The Challenges and Opportunities for UK Research Professor Adrian Smith Director General, Science and Research, BIS HEPI Autumn 2010 Conference, December 2nd
Central Spending Review 2010 • The Science & Research programme budget protected with a 4 year, flat cash, ring-fenced settlement. • Science & Research community played a vital role in convincing No. 10 and HMT that research is a key investment in the future. • “When money is short we should ruthlessly prioritise those areas of public spending which are most likely to support economic growth, including … our science base” George Osborne, Spending Review statement, October 20th 2010
Spending Review Challenges • Flat cash is still an 8.9% cut over the period. Challenge to make up as much as possible from efficiency savings (Wakeham etc.), minimising the actual cut in volume of research. • Capital: the community’s two top priority projects, UKCMRI and Diamond Light Source Phase 3, are confirmed. But capital elsewhere will be tight. • Conclusion: flat cash is “painful but manageable” – Lord Rees, The Royal Society.
Technology Strategy Board • Regional Development Agencies have been abolished. Their business-led technology innovation work, such as R&D grants, will now be handled by the Technology Strategy Board. • RDAs were a major funding stream (along with HEIF) for knowledge exchange infrastructure, such as science parks and university incubators. There will be significant challenges in ensuring the future viability of these ventures.
The Browne Review • Aims to put funding of undergraduate courses on a sustainable footing, by shifting bulk of payment from Government to the individual. • It is hard to predict how these changes will affect the research pipeline, in particular at the level of taught postgraduate courses. These are often the stepping stone to research training.
Migration • Challenge of reconciling Coalition commitment to reduce immigration with the research need to attract the brightest and best from around the world. Salary alone is not an effective filter. • Home Office announcement (Nov 23rd) has clarified the situation. • For Tier 1 visas (no job yet), academics and scientists can get in through the Exceptional Talent and Exceptional Promise categories, limited to 1000 p.a. • For Tier 2 visas (job confirmed), academics and scientists can get in for jobs requiring high level qualifications, with a cap applied monthly.
Reorganisation of BIS • BIS was formed in 2009, from the merger of DIUS and BERR. • There was always going to be a process of rationalisation, the current public spending environment making this even more important. • The groups of Science & Research, Innovation and the Higher Education part of Universities & Skills will form Knowledge and Innovation Group. I have been appointed Director General of this expanded group.
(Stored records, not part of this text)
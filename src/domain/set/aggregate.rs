//! Set aggregate entity.
//!
//! A set accumulates the recorded actions of one unit of play and keeps
//! the derived statistics current after every action.
//!
//! # Ownership
//!
//! Sets reference their game by ID. The game records a set only once the
//! set has a winner.

use serde::Serialize;

use super::win_condition::{SetOutcome, WinCondition};
use crate::domain::foundation::{DomainError, ErrorCode, GameId, SetId, Side, Timestamp};
use crate::domain::statistics::{ActionCode, StatSheet};

/// Set aggregate - statistics for one set of a game.
///
/// # Invariants
///
/// - `actions` is append-only, in order of play
/// - `stats` always equals the replay of `actions` on an empty sheet
/// - `set_winner` is `Some` exactly when `is_active` is false
/// - Inactive sets cannot be modified
#[derive(Debug, Clone, PartialEq, Serialize)]
pub struct Set {
    /// Unique identifier for this set.
    id: SetId,

    /// Game this set belongs to.
    game_id: GameId,

    /// 1-based position of the set within its game.
    set_number: u8,

    /// When the set was started.
    started_at: Timestamp,

    /// True until a winner is decided.
    is_active: bool,

    /// Recorded action codes in order of play.
    actions: Vec<ActionCode>,

    /// Counters derived from `actions`.
    stats: StatSheet,

    /// Winning side once decided.
    set_winner: Option<Side>,

    /// When the set was last modified. Used as the optimistic concurrency guard.
    last_update: Timestamp,
}

impl Set {
    /// Create a new, empty, active set.
    pub fn new(id: SetId, game_id: GameId, set_number: u8) -> Self {
        let now = Timestamp::now();
        Self {
            id,
            game_id,
            set_number,
            started_at: now,
            is_active: true,
            actions: Vec::new(),
            stats: StatSheet::new(),
            set_winner: None,
            last_update: now,
        }
    }

    /// Reconstitute a set from persistence (no validation).
    ///
    /// Statistics are rebuilt from the action log so stored aggregates can
    /// never drift from the actions they summarize.
    #[allow(clippy::too_many_arguments)]
    pub fn reconstitute(
        id: SetId,
        game_id: GameId,
        set_number: u8,
        started_at: Timestamp,
        is_active: bool,
        actions: Vec<ActionCode>,
        set_winner: Option<Side>,
        last_update: Timestamp,
    ) -> Self {
        let mut stats = StatSheet::new();
        for action in &actions {
            stats.record(action.category());
        }
        Self {
            id,
            game_id,
            set_number,
            started_at,
            is_active,
            actions,
            stats,
            set_winner,
            last_update,
        }
    }

    // ─────────────────────────────────────────────────────────────────────────
    // Accessors
    // ─────────────────────────────────────────────────────────────────────────

    pub fn id(&self) -> &SetId {
        &self.id
    }

    pub fn game_id(&self) -> &GameId {
        &self.game_id
    }

    pub fn set_number(&self) -> u8 {
        self.set_number
    }

    pub fn started_at(&self) -> &Timestamp {
        &self.started_at
    }

    pub fn is_active(&self) -> bool {
        self.is_active
    }

    pub fn actions(&self) -> &[ActionCode] {
        &self.actions
    }

    pub fn stats(&self) -> &StatSheet {
        &self.stats
    }

    pub fn set_winner(&self) -> Option<Side> {
        self.set_winner
    }

    pub fn last_update(&self) -> &Timestamp {
        &self.last_update
    }

    /// Current score as (team, opponent).
    pub fn score(&self) -> (u32, u32) {
        (self.stats.team_points(), self.stats.opponent_points())
    }

    // ─────────────────────────────────────────────────────────────────────────
    // Mutations
    // ─────────────────────────────────────────────────────────────────────────

    /// Record one action and update every derived counter.
    ///
    /// The code is validated before anything changes, so a rejected code
    /// leaves the set untouched.
    ///
    /// # Errors
    ///
    /// - `SetAlreadyFinished` if the set is inactive
    /// - `InvalidActionCode` if the code is not recognized
    pub fn apply_action(&mut self, code: &str) -> Result<ActionCode, DomainError> {
        self.ensure_active()?;
        let action: ActionCode = code.parse()?;

        self.stats.record(action.category());
        self.actions.push(action);
        self.touch();
        Ok(action)
    }

    /// Close the set if the current score satisfies the win condition.
    ///
    /// Returns `SetOutcome::NotFinished` and leaves the set unchanged when
    /// neither side qualifies.
    ///
    /// # Errors
    ///
    /// - `SetAlreadyFinished` if the set is inactive
    pub fn finish(&mut self, condition: &WinCondition) -> Result<SetOutcome, DomainError> {
        self.ensure_active()?;

        let (team, opponent) = self.score();
        match condition.decide(team, opponent) {
            None => Ok(SetOutcome::NotFinished),
            Some(winner) => {
                self.is_active = false;
                self.set_winner = Some(winner);
                self.touch();
                Ok(SetOutcome::Won(winner))
            }
        }
    }

    // ─────────────────────────────────────────────────────────────────────────
    // Private helpers
    // ─────────────────────────────────────────────────────────────────────────

    fn ensure_active(&self) -> Result<(), DomainError> {
        if self.is_active {
            Ok(())
        } else {
            Err(DomainError::new(
                ErrorCode::SetAlreadyFinished,
                format!("Set {} is already finished", self.id),
            ))
        }
    }

    fn touch(&mut self) {
        self.last_update = Timestamp::now_after(&self.last_update);
    }
}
Close working • Academic and governmental communities have become closer in recent years. • Within Government, there is now a Chief Scientific Adviser in every department (except the Treasury). • CSAs meet regularly with the Chief Executives of the Research Councils.
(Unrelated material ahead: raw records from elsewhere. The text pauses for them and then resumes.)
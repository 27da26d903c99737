//! FinishGameHandler - Command handler for closing a game.

use std::sync::Arc;

use tracing::{info, warn};

use crate::domain::foundation::{GameId, Side};
use crate::domain::game::{Game, GameError};
use crate::ports::GameRepository;

/// Command to close a game.
#[derive(Debug, Clone)]
pub struct FinishGameCommand {
    pub game_id: GameId,
}

/// Result of closing a game.
#[derive(Debug, Clone)]
pub struct FinishGameResult {
    pub game: Game,
    /// Winner, if a side reached the majority before the game was closed.
    pub winner: Option<Side>,
}

/// Handler for closing games.
pub struct FinishGameHandler {
    repository: Arc<dyn GameRepository>,
}

impl FinishGameHandler {
    pub fn new(repository: Arc<dyn GameRepository>) -> Self {
        Self { repository }
    }

    pub async fn handle(&self, cmd: FinishGameCommand) -> Result<FinishGameResult, GameError> {
        let mut game = self
            .repository
            .find_by_id(&cmd.game_id)
            .await?
            .ok_or_else(|| GameError::not_found(cmd.game_id))?;
        let read_at = *game.last_update();

        let winner = game.finish()?;

        if let Err(err) = self.repository.update(&game, &read_at).await {
            warn!(game_id = %cmd.game_id, error = %err, "game close rejected");
            return Err(err.into());
        }

        match winner {
            Some(side) => info!(game_id = %cmd.game_id, winner = %side, "game closed"),
            None => info!(game_id = %cmd.game_id, "game abandoned without a winner"),
        }
        Ok(FinishGameResult { game, winner })
    }
}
Interdisciplinary research • Recognition that the “grand challenges” facing humanity: ageing populations, energy needs, environmental changes etc. cannot be adequately tackled within a single discipline (or even country). • Six cross-council programmes involve input from all the Research Councils, plus various other bodies across government.
Energy Digital Economy Cross Council Programmes Food Security • Major response to strategic challenges for the nation – and the world • Coordinated impact greater than sum of the parts Global Uncertainties Ageing Living With Environmental Change
International collaborations • Some of the most complex scientific projects, such as the Large Hadron Collider and nuclear fusion, are well beyond the resources of the UK alone. • We are involved in international collaborations such as CERN, the European Space Agency and ITER (through the EU), as well as many smaller Research Council projects. • In tough financial times we have been making good progress in negotiating down subscription costs.
Technology Innovation Centres • £200m has been earmarked over the next four years for Technology Innovation Centres, to be overseen by the TSB. • They will be based on the model advocated by Hermann Hauser and James Dyson – similar but not identical to the Fraunhofer Centres in Germany. • The aim is to provide a stronger bridge between research and technology commercialisation, de-risking the investment process for businesses.
Clusters • TICs are part of a ministerial strategy to develop clusters. where scientific facilities, world-class universities and hi-tech businesses are grouped in close proximity.
The Key role of Higher Education • Receives two-thirds of S&R budget! • Implications of Browne/SR ? • Greater mission diversity? • More HEI shared use of R resources? • International R positioning?